Visto por la Sala Tercera del Tribunal Supremo constituida con los señores al margen anotados el recurso contencioso administrativo que con el nº 61 de 2002, ante la misma pende de resolución, interpuesto por la Confederación Sindical de Comisiones Obreras, representado por la Procuradora Dª Isabel Cañedo Vega contra el Real Decreto 524/2002, de 14 de Junio, sobre servicios esenciales en el ámbito de la seguridad privada. Habiendo sido parte recurrida la Asociación Española de Empresas de Seguridad (A.E.S.), representada por la Procuradora Dª Alicia García Rodríguez, la Asociación Profesional de Compañías Privadas de Servicios de Seguridad (APROSER), representada por la Procuradora Dª Aranzazu Fernández Pérez y el Abogado del Estado en representación de la Administración.
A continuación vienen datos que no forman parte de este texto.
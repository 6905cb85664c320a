//! Core domain layer. No external I/O dependencies.
//!
//! Entities and error taxonomy live here. Dependencies flow inward.

pub mod entities;
pub mod errors;

pub use entities::{
    ActionKind, ActionPayload, AttrValue, ChatId, MediaReference, MediaType, OutboundAction,
    Payload, Session, StateTag, Update, UpdateId, UserId,
};
pub use errors::{DomainError, HandlerError};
Oído el Ministerio Fiscal.

ANTECEDENTES DE HECHO

PRIMERO

Por la representación procesal de la Confederación Sindical de Comisiones Obreras se interpuso recurso contencioso administrativo contra dicha resolución, el cual fue admitido por la Sala, motivando la publicación del preceptivo anuncio en el Boletín Oficial del Estado y la reclamación del expediente administrativo que, una vez recibido se entregó a la representación del recurrente para que formalizase la demanda, lo que verificó con el oportuno escrito en el que después de exponer los hechos y fundamentos de derecho que considero oportunos suplicó a Sala dicte resolución por la que estimando el recurso declare nulo el Real Decreto impugnado o subsidiariamente declare nulos los apartados b), e) y h) del art. 2.1 del Real Decreto impugnado.

SEGUNDO

El Abogado del Estado se opuso a la demanda mediante escrito en el que después de alegar lo que convino a su derecho suplicó a Sala dicte sentencia desestimatoria de este recurso confirmando la legalidad del Decreto 524/2002, de 14 de Junio.

La representación procesal de la Asociación Profesional de Compañías Privadas de Servicios de Seguridad (APROSER), contesta a la demanda y solicita de Sala dicte sentencia desestimando totalmente la misma, no habiendo lugar a la declaración de nulidad del Real Decreto 524/2002 de 14 de Junio en ninguno de sus apartado.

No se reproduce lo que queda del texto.